Il potenziamento degli strumenti di democrazia diretta nella Costituzione? Per la senatrice di Sinistra Italiana Loredana De Petris, presidente del gruppo Misto a Palazzo Madama, le novità previste nella riforma su referendum e leggi di iniziativa popolare sono soltanto «uno specchietto per le allodole»: spacciate dal fronte del sì come contrappeso al rafforzamento dei poteri del governo, a suo avviso non aumentano la partecipazione dei cittadini. Semmai la comprimono.
Per il referendum abrogativo la riforma costituzionale prevede un quorum più basso nel caso si riuscissero a raccogliere 800mila firme. Non è un passo avanti?
In tutto il percorso della riforma ci siamo battuti per aumentare gli strumenti della partecipazione dei cittadini, perché siamo convinti che davanti a una crisi della rappresentanza sia necessario intervenire con più democrazia, non con meno. Ma le nostre proposte non sono state accolte. Sul referendum si complica la situazione, prevedendo due istituti: uno che rimane a 500mila firme e che mantiene il vecchio quorum, il secondo a 800mila firme con un quorum più basso, legato alla metà più uno dei votanti alle ultime elezioni politiche. Il risultato è aver aumentato le firme necessarie, perché nessuno alla fine preferirebbe rischiare con 500mila firme e un quorum più alto. Ma chi ha esperienza di referendum sa bene che 800mila firme vuol dire doverne raccogliere un milione, perché c’è sempre una quota almeno del 10-15% di firme che vengono annullate. Lo strumento non è stato potenziato, ma reso più complicato e più costoso. Il quorum si abbassa ma sarà più difficile arrivare a depositare un quesito. Ed è rimasto il divieto su alcune materie che secondo noi è datato e andava aggiornato.
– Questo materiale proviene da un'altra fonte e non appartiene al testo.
use sales_core::types::VariantId;

#[derive(Debug, Clone, Copy, PartialEq, Eq)]
pub enum ExperimentStatus {
    Active,
    Completed,
}

/// Running statistics for one variant of one experiment. `reward_sum`
/// generalizes beyond a 0/1 conversion indicator, but the auto-deploy
/// significance test treats rewards as a conversion rate (§4.6 "target
/// metric"), the common case in this domain.
#[derive(Debug, Clone)]
pub struct VariantArm {
    pub variant_id: VariantId,
    pub impressions: u64,
    pub reward_sum: f64,
}

impl VariantArm {
    pub fn new(variant_id: VariantId) -> Self {
        Self { variant_id, impressions: 0, reward_sum: 0.0 }
    }

    pub fn mean_reward(&self) -> f64 {
        if self.impressions == 0 {
            0.0
        } else {
            self.reward_sum / self.impressions as f64
        }
    }
}

/// Static shape of an experiment, supplied at startup (§9: "loaded at
/// startup into an immutable map").
#[derive(Debug, Clone)]
pub struct ExperimentDefinition {
    pub experiment_id: sales_core::types::ExperimentId,
    pub control: VariantId,
    /// All candidate variants, including `control`.
    pub variants: Vec<VariantId>,
    pub min_sample_size: u64,
    pub confidence_level: f64,
}
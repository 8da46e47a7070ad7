/// Two-sample Kolmogorov-Smirnov statistic: the maximum gap between the
/// two samples' empirical CDFs (§4.10's "data drift" test). Returns 0.0
/// when either sample is empty.
pub fn ks_statistic(baseline: &[f64], current: &[f64]) -> f64 {
    if baseline.is_empty() || current.is_empty() {
        return 0.0;
    }
    let mut points: Vec<f64> = baseline.iter().chain(current.iter()).copied().collect();
    points.sort_by(|a, b| a.partial_cmp(b).unwrap());

    let mut a = baseline.to_vec();
    let mut b = current.to_vec();
    a.sort_by(|x, y| x.partial_cmp(y).unwrap());
    b.sort_by(|x, y| x.partial_cmp(y).unwrap());

    let cdf_at = |sorted: &[f64], x: f64| -> f64 {
        let count = sorted.iter().filter(|&&v| v <= x).count();
        count as f64 / sorted.len() as f64
    };

    points
        .into_iter()
        .map(|x| (cdf_at(&a, x) - cdf_at(&b, x)).abs())
        .fold(0.0, f64::max)
}

/// Asymptotic two-sample KS p-value for a given `d_statistic` (the
/// Kolmogorov distribution via the Marsaglia-Wang-Jan series). Returns 1.0
/// for empty samples (no evidence of drift).
pub fn ks_p_value(baseline: &[f64], current: &[f64], d_statistic: f64) -> f64 {
    let n1 = baseline.len() as f64;
    let n2 = current.len() as f64;
    if n1 == 0.0 || n2 == 0.0 {
        return 1.0;
    }
    let n_eff = (n1 * n2) / (n1 + n2);
    let lambda = (n_eff.sqrt() + 0.12 + 0.11 / n_eff.sqrt()) * d_statistic;

    let mut sum = 0.0;
    for k in 1..=100 {
        let sign = if k % 2 == 1 { 1.0 } else { -1.0 };
        let term = sign * (-2.0 * (k as f64).powi(2) * lambda * lambda).exp();
        sum += term;
        if term.abs() < 1e-10 {
            break;
        }
    }
    (2.0 * sum).clamp(0.0, 1.0)
}

/// Population Stability Index between a baseline and current distribution,
/// binned into `bins` equal-width buckets spanning both samples' range.
/// PSI < 0.1 = no drift, 0.1..0.25 = moderate, >= 0.25 = significant.
pub fn population_stability_index(baseline: &[f64], current: &[f64], bins: usize) -> f64 {
    if baseline.is_empty() || current.is_empty() || bins == 0 {
        return 0.0;
    }
    let all_min = baseline
        .iter()
        .chain(current.iter())
        .cloned()
        .fold(f64::INFINITY, f64::min);
    let all_max = baseline
        .iter()
        .chain(current.iter())
        .cloned()
        .fold(f64::NEG_INFINITY, f64::max);
    if (all_max - all_min).abs() < f64::EPSILON {
        return 0.0;
    }

    let width = (all_max - all_min) / bins as f64;
    let bucket_of = |v: f64| -> usize {
        (((v - all_min) / width) as usize).min(bins - 1)
    };

    let mut baseline_counts = vec![0usize; bins];
    for &v in baseline {
        baseline_counts[bucket_of(v)] += 1;
    }
    let mut current_counts = vec![0usize; bins];
    for &v in current {
        current_counts[bucket_of(v)] += 1;
    }

    let epsilon = 1e-6;
    let mut psi = 0.0;
    for i in 0..bins {
        let base_pct = (baseline_counts[i] as f64 / baseline.len() as f64).max(epsilon);
        let curr_pct = (current_counts[i] as f64 / current.len() as f64).max(epsilon);
        psi += (curr_pct - base_pct) * (curr_pct / base_pct).ln();
    }
    psi
}

#[cfg(test)]
mod tests {
    use super::*;

    #[test]
    fn identical_samples_have_zero_ks_and_psi() {
        let sample = vec![1.0, 2.0, 3.0, 4.0, 5.0];
        assert_eq!(ks_statistic(&sample, &sample), 0.0);
        assert!(population_stability_index(&sample, &sample, 5) < 1e-6);
    }

    #[test]
    fn shifted_distribution_has_nonzero_ks() {
        let baseline = vec![1.0, 2.0, 3.0, 4.0, 5.0];
        let shifted = vec![5.0, 6.0, 7.0, 8.0, 9.0];
        assert!(ks_statistic(&baseline, &shifted) > 0.5);
    }

    #[test]
    fn large_distribution_shift_has_high_psi() {
        let baseline = vec![1.0; 50];
        let shifted = vec![10.0; 50];
        assert!(population_stability_index(&baseline, &shifted, 10) > 0.25);
    }

    #[test]
    fn identical_samples_have_p_value_near_one() {
        let sample = vec![1.0, 2.0, 3.0, 4.0, 5.0, 6.0, 7.0, 8.0];
        let d = ks_statistic(&sample, &sample);
        assert!(ks_p_value(&sample, &sample, d) > 0.99);
    }

    #[test]
    fn large_shift_has_small_p_value() {
        let baseline: Vec<f64> = (0..50).map(|i| i as f64).collect();
        let shifted: Vec<f64> = (0..50).map(|i| i as f64 + 100.0).collect();
        let d = ks_statistic(&baseline, &shifted);
        assert!(ks_p_value(&baseline, &shifted, d) < 0.01);
    }
}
La riforma introduce però i referendum propositivi e di indirizzo…
Sì. Ma mentre il referendum abrogativo era stato disciplinato dai nostri padri costituenti anche con le materie e le firme occorrenti, qui no: si rimanda a una futura legge costituzionale. Con il rischio che il referendum propositivo resti lettera morta. Eppure la riforma è molto particolareggiata, basta leggere l’articolo 70: perché invece sul referendum propositivo non si dettaglia?
Sulle leggi di iniziativa popolare i fautori del sì sono netti: «Per il Parlamento sarà impossibile ignorarle». Non è così?
Sono state triplicate da 50mila a 150mila le firme per proporle. E l’obbligo di discuterle è rinviato ai regolamenti parlamentari. Mi domando: se si fosse veramente voluto garantire un contrappeso non si poteva cambiare già i regolamenti, mantenendo le 50mila firme? Non si poteva fissare un tempo entro il quale adeguare i regolamenti? Hanno dettagliato tutto in abbondanza, rendendo il testo della riforma incomprensibile. Non si comprende perché invece sugli istituti di partecipazione questo dettaglio non è stato garantito. Alla fine è soltanto una scusa per triplicare le firme.
Secondo lei, dunque, nessuna iniezione di democrazia diretta?
È uno specchietto per le allodole. Queste norme non fanno da contrappeso a una riforma che riteniamo molto restrittiva degli spazi di partecipazione e di decisionalità da parte dei cittadini. Il Senato non avrà più legittimazione democratica perché non sarà eletto, ma manterrà molto potere legislativo su materie cruciali come le leggi costituzionali, le leggi elettorali, l’attuazione delle norme europee. Non è vero che il bicameralismo paritario è superato. In più sono rafforzati i poteri del governo, che potrà chiedere il voto a data certa su ogni provvedimento che ritiene prioritario per l’attuazione del programma. Già oggi abbiamo un Parlamento in sofferenza, con l’80% dell'iniziativa legislativa che è del governo. Con la riforma rischiamo di avere un Parlamento completamente espropriato del potere legislativo. Il sistema di equilibrio viene messo in seria crisi. Senza affrontare il vero nodo del Paese: la qualità della legislazione, quel modo degenerato di legiferare che crea problemi a tutti, cittadini e imprese.